Y es que una aguja desgastada no se limita a sonar un poco peor. Con el paso de las horas puede aparecer más distorsión, perderse definición y, en el peor de los casos, terminar dañando de forma permanente los surcos de nuestros vinilos. El problema es que no existe ningún cuentakilómetros en el tocadiscos que nos avise de que nos estamos acercando al final de su vida útil.
Pues bien, Secret Chord Analogue quiere solucionar precisamente ese problema con Vinyl Record Tracker o VRT, una aplicación web que registra cada reproducción, suma las horas de uso de la cápsula y calcula el desgaste aproximado de la aguja. Además, también permite controlar cuándo hemos limpiado cada disco, qué tratamiento le hemos aplicado y cuáles son los álbumes que realmente escuchamos
VRT convierte la aguja del tocadiscos en una especie de cuentakilómetros

El centro de toda la aplicación es lo que la compañía llama Play Log o registro de reproducción. Cada vez que escuchamos un vinilo podemos indicar qué álbum hemos puesto, qué cápsula hemos utilizado, qué tocadiscos y brazo estaban configurados y cuánto ha durado la reproducción.
A partir de ahí, VRT va sumando automáticamente todas las horas de funcionamiento de cada cápsula y cada aguja. Esto resulta especialmente útil si tenemos varias cápsulas, cambiamos entre diferentes tocadiscos o utilizamos una aguja concreta para reproducir nuestros discos más delicados.
La aplicación también permite configurar recordatorios para limpiar la punta, revisar la cápsula o realizar cualquier otro mantenimiento cuando se alcance un determinado número de horas. Es decir, en lugar de esperar a que el sonido empiece a empeorar, podemos adelantarnos y revisar la aguja antes de que llegue a una zona peligrosa.
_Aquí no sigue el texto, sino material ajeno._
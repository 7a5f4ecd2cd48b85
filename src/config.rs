//! Shared license constants.
//!
//! The issuer and this validator must agree bit-for-bit on the salt, the
//! grace period and the warning thresholds. Changing any of them invalidates
//! every token already in the field.

use crate::errors::LicenseError;

/// Salt mixed into the token checksum and the machine fingerprint.
///
/// SECURITY: this is a symmetric secret shipped inside the binary. It detects
/// tampering and transcription errors; it does not stop a determined forger.
pub const DEFAULT_SALT: &str = "QANUNI_LEGAL_2024_SECURE_SALT_v1";

/// Days a license keeps working after `expiresAt`.
pub const DEFAULT_GRACE_PERIOD_DAYS: i64 = 7;

/// Days before expiry at which an informational notice starts.
pub const DEFAULT_NOTICE_DAYS: i64 = 30;

/// Days before expiry at which the notice becomes a warning.
pub const DEFAULT_URGENT_DAYS: i64 = 7;

/// Days before expiry at which the notice becomes critical.
pub const DEFAULT_CRITICAL_DAYS: i64 = 1;

/// Configuration for Qanuni license validation.
#[derive(Debug, Clone)]
pub struct LicenseConfig {
    /// Secret salt shared with the issuer.
    pub salt: &'static str,

    /// Grace window after expiry, in days.
    pub grace_period_days: i64,

    /// Remaining days at or below which an `info` notice is attached.
    pub notice_days: i64,

    /// Remaining days at or below which the notice is a `warning`.
    pub urgent_days: i64,

    /// Remaining days at or below which the notice is `critical`.
    pub critical_days: i64,

    /// Directory name under the per-user config dir holding `license.key`.
    pub store_namespace: &'static str,
}

impl Default for LicenseConfig {
    fn default() -> Self {
        Self {
            salt: DEFAULT_SALT,
            grace_period_days: DEFAULT_GRACE_PERIOD_DAYS,
            notice_days: DEFAULT_NOTICE_DAYS,
            urgent_days: DEFAULT_URGENT_DAYS,
            critical_days: DEFAULT_CRITICAL_DAYS,
            store_namespace: "qanuni",
        }
    }
}

impl LicenseConfig {
    /// Validate configuration for obvious errors.
    pub fn validate(&self) -> Result<(), LicenseError> {
        if self.salt.is_empty() {
            return Err(LicenseError::ConfigError(
                "salt cannot be empty".to_string(),
            ));
        }
        if self.store_namespace.is_empty() {
            return Err(LicenseError::ConfigError(
                "store_namespace cannot be empty".to_string(),
            ));
        }
        if self.grace_period_days < 0 {
            return Err(LicenseError::ConfigError(format!(
                "grace_period_days cannot be negative, got {}",
                self.grace_period_days
            )));
        }
        if !(0 <= self.critical_days
            && self.critical_days <= self.urgent_days
            && self.urgent_days <= self.notice_days)
        {
            return Err(LicenseError::ConfigError(format!(
                "warning thresholds must satisfy 0 <= critical ({}) <= urgent ({}) <= notice ({})",
                self.critical_days, self.urgent_days, self.notice_days
            )));
        }
        Ok(())
    }
}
Eso sí, hay un detalle importante: VRT no utiliza ningún sensor para analizar físicamente el estado de la aguja. El desgaste se calcula utilizando las horas que nosotros vamos introduciendo, por lo que seguirá siendo recomendable inspeccionarla cuando corresponda. Aun así, es una referencia muchísimo más fiable que intentar acordarnos de cuándo la instalamos.
También te dice cuándo limpiaste cada vinilo por última vez

La propuesta de Secret Chord Analogue tampoco busca competir directamente con Discogs. Discogs continúa siendo la gran referencia para localizar ediciones, consultar prensajes, gestionar listas de deseos o conocer el valor aproximado de nuestra colección. VRT se ocupa de todo lo que pasa después de comprar el disco.
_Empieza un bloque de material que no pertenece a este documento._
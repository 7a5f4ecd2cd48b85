//! Digest primitives shared by the token codec and machine identity.

pub mod digest;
Por ejemplo, podemos registrar cuándo limpiamos un vinilo, qué producto utilizamos, cuántas veces lo hemos reproducido o si le hemos aplicado alguno de los tratamientos Record Restore de la propia compañía. También cuenta con búsqueda en Discogs, escaneo de códigos de barras y gestión de la ubicación mediante códigos QR.
Esto último puede sonar excesivo si tenemos una colección pequeña, pero empieza a tener mucho sentido cuando los discos están repartidos entre varias estanterías, habitaciones o cajas. La aplicación puede decirnos dónde se encuentra cada álbum y cuándo fue la última vez que lo reprodujimos o limpiamos.
En el panel principal también podemos ver las reproducciones recientes, el estado estimado de las cápsulas, los discos que más utilizamos y aquellos que llevan meses o incluso años acumulando polvo. En la práctica, es una especie de centro de mantenimiento para toda nuestra colección analógica.
Hay una versión básica y otra pensada para los más obsesivos

VRT está disponible mediante dos modalidades diferentes. La versión Core incluye el registro de reproducciones, la gestión de álbumes, la configuración de equipos, los avisos de mantenimiento, el historial de escucha y las copias de seguridad.
La modalidad Pro añade herramientas de análisis, exportación de datos y funciones más avanzadas para consultar el historial. En Europa, VRT Core cuesta 24,95 euros al año o 61,95 euros mediante una licencia de por vida. La versión VRT Pro sube hasta los 40,95 euros anuales o 110,95 euros para siempre.
Evidentemente, no es una aplicación pensada para quien tiene diez vinilos y escucha uno de vez en cuando. Sin embargo, puede ser muy útil para coleccionistas con cientos de discos, varias cápsulas o equipos de limpieza. Porque una aguja podemos cambiarla cuando llegue al final de su vida útil, pero un surco dañado no tiene arreglo.